Examine negative, but also positive relationships where possible: Evaluators should strive to examine not just the negative (deficit) but also the positive (assets/capacity-building) relationship between various groups. In this project, we identified trust development between local police representatives and black youth, and that mentoring by older black men for “at risk” young black men fostered good-decision making and leadership skills, as well as lessons in self-care, social responsibility, personal development and career awareness among the youth.

Cultural sensitivity or lack thereof can make or break your evaluation: We paid particular attention to the ethnic/racial background of evaluators, trainers, facilitators, and even interns to ensure that they looked like the youths themselves. This enabled deeper dialogue, trust and increased sharing of personal trials and tribulations.

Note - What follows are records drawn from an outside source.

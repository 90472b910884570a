//! Prompt templates for classification and plan generation.

use crate::investigation::types::{InvestigationProblem, InvestigationType};

pub const CLASSIFICATION_INSTRUCTION: &str = "Classify the following operational problem into exactly one \
investigation type: performance, availability, data-quality, dependencies.\n\
Respond with strict JSON only, no prose, no markdown fences:\n\
{\"type\": \"performance|availability|data-quality|dependencies\", \"confidence\": 0.0-1.0, \"reasoning\": \"one sentence\"}";

pub fn classification_prompt(description: &str, language: &str) -> String {
    format!(
        "{}\nWrite the reasoning in language: {}\n\nProblem:\n{}",
        CLASSIFICATION_INSTRUCTION,
        language,
        description.trim()
    )
}

/// Investigative focus for each type, inlined into the planning prompt.
fn type_guidance(investigation_type: InvestigationType) -> &'static str {
    match investigation_type {
        InvestigationType::Performance => {
            "Focus on latency distribution (p50/p95/p99), throughput over time, slowest operations, \
             and slow downstream dependency calls. Start broad, then narrow to the slowest endpoints."
        }
        InvestigationType::Availability => {
            "Focus on failed request rates, HTTP 5xx/4xx breakdown, exceptions by type, \
             availability test results, and when the failures started."
        }
        InvestigationType::DataQuality => {
            "Focus on missing or null fields, ingestion volume gaps, duplicated records, \
             schema drift, and unexpected value distributions."
        }
        InvestigationType::Dependencies => {
            "Focus on outbound dependency calls: failure rates and durations per target, \
             recently degraded targets, and correlation with request failures."
        }
    }
}

pub fn plan_prompt(
    problem: &InvestigationProblem,
    investigation_type: InvestigationType,
    language: &str,
) -> String {
    let mut prompt = format!(
        "You are planning a {} root-cause investigation over telemetry data.\n{}\n\n\
         Problem: {}\n",
        investigation_type,
        type_guidance(investigation_type),
        problem.description.trim()
    );
    if let Some(severity) = problem.severity {
        prompt.push_str(&format!("Severity: {:?}\n", severity));
    }
    if let Some(range) = &problem.time_range {
        prompt.push_str(&format!(
            "Time range: {} to {}\n",
            range.start.to_rfc3339(),
            range.end.to_rfc3339()
        ));
    }
    if !problem.affected_services.is_empty() {
        prompt.push_str(&format!(
            "Affected services: {}\n",
            problem.affected_services.join(", ")
        ));
    }
    if !problem.tags.is_empty() {
        prompt.push_str(&format!("Tags: {}\n", problem.tags.join(", ")));
    }
    prompt.push_str(&format!(
        "\nProduce 2-4 ordered phases, each with 1-3 KQL queries. Mark a query required only if \
         the investigation cannot continue without it. Write names, purposes and reasoning in \
         language: {}.\n\
         Respond with strict JSON only:\n\
         {{\"phases\": [{{\"name\": string, \"description\": string, \"priority\": \"high|medium|low\", \
         \"estimatedTime\": seconds, \"queries\": [{{\"purpose\": string, \"query\": string, \
         \"expectedOutcome\": string, \"confidence\": 0.0-1.0, \"required\": bool}}]}}], \
         \"estimatedTotalTime\": seconds, \"confidence\": 0.0-1.0, \"reasoning\": string}}",
        language
    ));
    prompt
}

/// Generic recent-activity query used by the fallback plan.
pub fn fallback_query(investigation_type: InvestigationType) -> (&'static str, &'static str) {
    match investigation_type {
        InvestigationType::Performance => (
            "Review recent request durations",
            "requests | where timestamp > ago(1h) | summarize avg(duration), percentile(duration, 95), count() by bin(timestamp, 5m) | order by timestamp desc",
        ),
        InvestigationType::Availability => (
            "Review recent failed requests",
            "requests | where timestamp > ago(1h) | summarize total = count(), failed = countif(success == false) by bin(timestamp, 5m) | order by timestamp desc",
        ),
        InvestigationType::DataQuality => (
            "Review recent ingestion volume",
            "union * | where timestamp > ago(1h) | summarize count() by itemType, bin(timestamp, 5m) | order by timestamp desc",
        ),
        InvestigationType::Dependencies => (
            "Review recent dependency calls",
            "dependencies | where timestamp > ago(1h) | summarize count(), failed = countif(success == false), avg(duration) by target, type | order by failed desc",
        ),
    }
}

#[cfg(test)]
mod tests {
    use super::*;

    #[test]
    fn plan_prompt_mentions_services_and_language() {
        let problem = InvestigationProblem::new("checkout is slow").with_services(["checkout-api"]);
        let prompt = plan_prompt(&problem, InvestigationType::Performance, "ja");
        assert!(prompt.contains("checkout-api"));
        assert!(prompt.contains("language: ja"));
        assert!(prompt.contains("performance root-cause investigation"));
    }

    #[test]
    fn every_type_has_a_fallback_query() {
        for t in InvestigationType::ALL {
            let (purpose, query) = fallback_query(t);
            assert!(!purpose.is_empty());
            assert!(query.contains("ago(1h)"));
        }
    }
}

Photos, videos and stories can be more powerful than an evaluation report: The project generated many outputs. Key among them was the photos and videos, including digital stories, interviews, footage from training sessions and group discussions, surveys and discussions with adult program staff, to name a few. This material, particularly the photos, videos and narratives has been useful in sharing evaluation findings and program advocacy.

Hot Tip:

Share digital stories from participatory evaluations using an online exhibition like Artsteps.

The American Evaluation Association is hosting Needs Assessment (NA) TIG Week with our colleagues in the Needs Assessment Topical Interest Group. The contributions all this week to aea365 come from our NA TIG members. Do you have questions, concerns, kudos, or content to extend this aea365 contribution? Please add them in the comments section for this post on the aea365 webpage so that we may enrich our community of practice. Would you like to submit an aea365 Tip? Please send a note of interest to aea365 is sponsored by the American Evaluation Association and provides a Tip-a-Day by and for evaluators. The views and opinions expressed on the AEA365 blog are solely those of the original authors and other contributors. These views and opinions do not necessarily represent those of the American Evaluation Association, and/or any/all contributors to this site.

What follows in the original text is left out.